Problem
Would you output the entries below only from the line containing "filename crates/internhub_core/src/service/clock.rs" through the line containing "Local wall-clock date.", exactly as they stand and with both ends included?

=== Material provided ===

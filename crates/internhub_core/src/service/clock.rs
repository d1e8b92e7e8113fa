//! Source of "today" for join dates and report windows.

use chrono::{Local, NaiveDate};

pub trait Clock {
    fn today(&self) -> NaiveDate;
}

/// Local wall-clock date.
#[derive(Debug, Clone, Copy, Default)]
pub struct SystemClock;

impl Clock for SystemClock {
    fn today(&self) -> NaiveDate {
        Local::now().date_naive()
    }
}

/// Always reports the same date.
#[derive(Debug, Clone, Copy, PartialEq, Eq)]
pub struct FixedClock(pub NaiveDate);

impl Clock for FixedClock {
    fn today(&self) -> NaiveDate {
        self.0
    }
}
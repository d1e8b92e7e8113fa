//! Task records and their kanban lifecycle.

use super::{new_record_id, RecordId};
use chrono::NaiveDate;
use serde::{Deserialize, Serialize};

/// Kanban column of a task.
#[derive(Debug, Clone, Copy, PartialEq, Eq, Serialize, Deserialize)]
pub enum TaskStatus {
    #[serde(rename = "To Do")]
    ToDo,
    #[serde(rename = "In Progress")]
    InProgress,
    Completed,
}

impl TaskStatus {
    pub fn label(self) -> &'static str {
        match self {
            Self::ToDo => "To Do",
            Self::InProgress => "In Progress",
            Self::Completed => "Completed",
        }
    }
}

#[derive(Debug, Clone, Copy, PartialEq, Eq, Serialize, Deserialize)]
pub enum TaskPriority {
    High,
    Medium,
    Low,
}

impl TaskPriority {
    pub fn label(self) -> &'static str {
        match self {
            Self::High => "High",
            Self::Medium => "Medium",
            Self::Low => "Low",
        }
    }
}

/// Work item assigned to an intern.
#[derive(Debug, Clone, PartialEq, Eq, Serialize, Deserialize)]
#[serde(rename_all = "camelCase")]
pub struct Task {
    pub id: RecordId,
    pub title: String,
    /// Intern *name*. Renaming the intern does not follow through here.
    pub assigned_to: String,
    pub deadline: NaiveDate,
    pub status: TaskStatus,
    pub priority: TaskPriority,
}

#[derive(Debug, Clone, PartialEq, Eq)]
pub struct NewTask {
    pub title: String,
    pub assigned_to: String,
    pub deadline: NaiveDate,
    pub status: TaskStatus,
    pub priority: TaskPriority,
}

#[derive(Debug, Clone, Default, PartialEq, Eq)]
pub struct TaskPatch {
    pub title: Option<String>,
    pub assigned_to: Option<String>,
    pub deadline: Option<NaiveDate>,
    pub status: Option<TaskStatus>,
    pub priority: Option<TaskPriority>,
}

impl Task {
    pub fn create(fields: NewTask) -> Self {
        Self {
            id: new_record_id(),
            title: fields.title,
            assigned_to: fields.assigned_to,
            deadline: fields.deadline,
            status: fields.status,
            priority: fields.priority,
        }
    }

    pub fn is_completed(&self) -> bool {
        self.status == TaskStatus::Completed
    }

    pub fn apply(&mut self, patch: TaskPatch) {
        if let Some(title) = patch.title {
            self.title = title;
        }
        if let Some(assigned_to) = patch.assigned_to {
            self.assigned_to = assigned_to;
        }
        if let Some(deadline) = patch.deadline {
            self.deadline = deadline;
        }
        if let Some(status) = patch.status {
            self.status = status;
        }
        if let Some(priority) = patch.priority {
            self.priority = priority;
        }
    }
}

===
=== Material provided ===

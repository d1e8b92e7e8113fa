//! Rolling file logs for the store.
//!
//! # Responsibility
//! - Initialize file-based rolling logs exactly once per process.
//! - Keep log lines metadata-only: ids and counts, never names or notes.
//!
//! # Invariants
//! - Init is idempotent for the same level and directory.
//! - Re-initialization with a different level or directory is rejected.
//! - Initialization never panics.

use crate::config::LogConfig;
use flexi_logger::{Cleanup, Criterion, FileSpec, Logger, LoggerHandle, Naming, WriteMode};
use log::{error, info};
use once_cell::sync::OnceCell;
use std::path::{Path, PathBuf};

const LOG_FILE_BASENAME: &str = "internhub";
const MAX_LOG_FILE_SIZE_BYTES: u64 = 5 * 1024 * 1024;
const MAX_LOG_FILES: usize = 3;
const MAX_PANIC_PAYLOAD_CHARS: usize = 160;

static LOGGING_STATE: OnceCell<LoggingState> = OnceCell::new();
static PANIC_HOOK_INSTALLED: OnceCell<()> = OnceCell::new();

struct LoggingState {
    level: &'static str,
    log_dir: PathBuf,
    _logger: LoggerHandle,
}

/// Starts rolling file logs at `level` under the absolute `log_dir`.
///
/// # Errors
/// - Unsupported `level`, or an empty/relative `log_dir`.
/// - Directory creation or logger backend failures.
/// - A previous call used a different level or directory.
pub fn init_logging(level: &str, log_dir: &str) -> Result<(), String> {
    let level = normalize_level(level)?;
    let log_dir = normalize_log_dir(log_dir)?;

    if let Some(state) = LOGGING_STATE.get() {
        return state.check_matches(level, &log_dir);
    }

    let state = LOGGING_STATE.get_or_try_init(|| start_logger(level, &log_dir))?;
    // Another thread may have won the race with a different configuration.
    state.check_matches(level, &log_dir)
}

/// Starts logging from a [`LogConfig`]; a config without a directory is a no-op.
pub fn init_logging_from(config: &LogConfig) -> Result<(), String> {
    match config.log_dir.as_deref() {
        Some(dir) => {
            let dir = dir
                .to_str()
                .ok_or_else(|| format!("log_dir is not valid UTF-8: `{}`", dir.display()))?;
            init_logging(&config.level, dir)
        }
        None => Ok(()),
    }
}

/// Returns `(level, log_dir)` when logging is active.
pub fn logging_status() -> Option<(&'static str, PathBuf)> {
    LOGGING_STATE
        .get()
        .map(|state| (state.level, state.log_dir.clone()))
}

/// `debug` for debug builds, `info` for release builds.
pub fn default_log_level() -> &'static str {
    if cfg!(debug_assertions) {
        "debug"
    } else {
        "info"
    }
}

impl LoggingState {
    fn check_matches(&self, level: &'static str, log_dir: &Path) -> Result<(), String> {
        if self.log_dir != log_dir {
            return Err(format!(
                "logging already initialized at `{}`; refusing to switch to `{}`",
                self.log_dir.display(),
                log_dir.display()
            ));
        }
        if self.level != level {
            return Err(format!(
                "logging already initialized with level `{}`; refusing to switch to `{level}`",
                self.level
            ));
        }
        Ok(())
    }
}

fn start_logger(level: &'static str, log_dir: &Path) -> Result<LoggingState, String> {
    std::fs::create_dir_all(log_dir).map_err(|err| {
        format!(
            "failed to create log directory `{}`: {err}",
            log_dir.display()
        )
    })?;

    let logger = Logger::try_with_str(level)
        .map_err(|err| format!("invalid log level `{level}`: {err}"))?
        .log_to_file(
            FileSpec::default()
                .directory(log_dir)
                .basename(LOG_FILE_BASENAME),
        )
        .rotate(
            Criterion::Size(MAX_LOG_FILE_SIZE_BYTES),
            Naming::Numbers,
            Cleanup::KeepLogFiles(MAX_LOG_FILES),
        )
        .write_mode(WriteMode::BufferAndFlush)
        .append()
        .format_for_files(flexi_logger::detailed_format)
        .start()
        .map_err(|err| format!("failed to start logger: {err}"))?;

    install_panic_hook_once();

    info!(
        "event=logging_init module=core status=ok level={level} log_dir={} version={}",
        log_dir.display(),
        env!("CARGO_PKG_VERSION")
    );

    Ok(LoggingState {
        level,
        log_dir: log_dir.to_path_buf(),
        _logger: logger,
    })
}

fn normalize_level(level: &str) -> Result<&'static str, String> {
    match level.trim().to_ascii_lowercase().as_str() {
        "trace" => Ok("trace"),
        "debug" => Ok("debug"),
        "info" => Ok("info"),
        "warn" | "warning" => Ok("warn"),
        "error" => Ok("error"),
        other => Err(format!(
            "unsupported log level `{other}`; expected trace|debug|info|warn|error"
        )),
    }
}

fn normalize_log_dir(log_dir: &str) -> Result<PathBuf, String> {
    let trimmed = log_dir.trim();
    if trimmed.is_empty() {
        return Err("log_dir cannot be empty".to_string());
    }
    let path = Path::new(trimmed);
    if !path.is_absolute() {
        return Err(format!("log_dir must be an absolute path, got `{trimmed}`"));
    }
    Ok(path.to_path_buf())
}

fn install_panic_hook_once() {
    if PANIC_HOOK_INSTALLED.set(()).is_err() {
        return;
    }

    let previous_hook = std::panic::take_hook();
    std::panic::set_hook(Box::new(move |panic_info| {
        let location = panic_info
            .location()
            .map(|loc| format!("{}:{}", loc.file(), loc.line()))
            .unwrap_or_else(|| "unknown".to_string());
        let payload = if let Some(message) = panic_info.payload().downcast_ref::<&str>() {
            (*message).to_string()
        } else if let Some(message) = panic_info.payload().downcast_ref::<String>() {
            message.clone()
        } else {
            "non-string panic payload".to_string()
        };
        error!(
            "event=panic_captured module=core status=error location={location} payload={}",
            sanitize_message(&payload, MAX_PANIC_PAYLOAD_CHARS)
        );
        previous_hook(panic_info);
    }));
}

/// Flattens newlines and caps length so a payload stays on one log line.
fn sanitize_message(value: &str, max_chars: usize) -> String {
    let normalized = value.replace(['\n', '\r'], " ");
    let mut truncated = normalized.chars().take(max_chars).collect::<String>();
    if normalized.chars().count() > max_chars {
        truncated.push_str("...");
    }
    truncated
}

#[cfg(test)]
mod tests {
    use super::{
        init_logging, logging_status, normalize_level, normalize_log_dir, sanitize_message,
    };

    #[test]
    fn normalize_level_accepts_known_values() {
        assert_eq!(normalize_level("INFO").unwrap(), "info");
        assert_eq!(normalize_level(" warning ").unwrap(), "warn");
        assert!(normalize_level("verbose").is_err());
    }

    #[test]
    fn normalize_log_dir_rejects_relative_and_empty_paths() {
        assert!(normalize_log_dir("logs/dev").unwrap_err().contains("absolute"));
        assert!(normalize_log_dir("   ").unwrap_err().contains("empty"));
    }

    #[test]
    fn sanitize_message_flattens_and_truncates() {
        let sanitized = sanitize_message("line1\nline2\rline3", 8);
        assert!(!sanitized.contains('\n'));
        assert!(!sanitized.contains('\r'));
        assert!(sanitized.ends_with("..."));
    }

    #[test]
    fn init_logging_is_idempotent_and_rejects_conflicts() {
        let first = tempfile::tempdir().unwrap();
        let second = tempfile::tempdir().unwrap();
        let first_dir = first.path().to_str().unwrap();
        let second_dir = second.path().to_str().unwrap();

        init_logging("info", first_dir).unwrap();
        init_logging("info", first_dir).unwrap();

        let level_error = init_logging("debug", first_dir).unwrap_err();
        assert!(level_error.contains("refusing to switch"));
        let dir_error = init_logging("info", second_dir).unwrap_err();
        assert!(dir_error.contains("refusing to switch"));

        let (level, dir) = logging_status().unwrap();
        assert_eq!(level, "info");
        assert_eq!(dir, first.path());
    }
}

===

Response
filename crates/internhub_core/src/service/clock.rs
repository d1e8b92e7e8113fa
//! Source of "today" for join dates and report windows.

use chrono::{Local, NaiveDate};

pub trait Clock {
    fn today(&self) -> NaiveDate;
}

/// Local wall-clock date.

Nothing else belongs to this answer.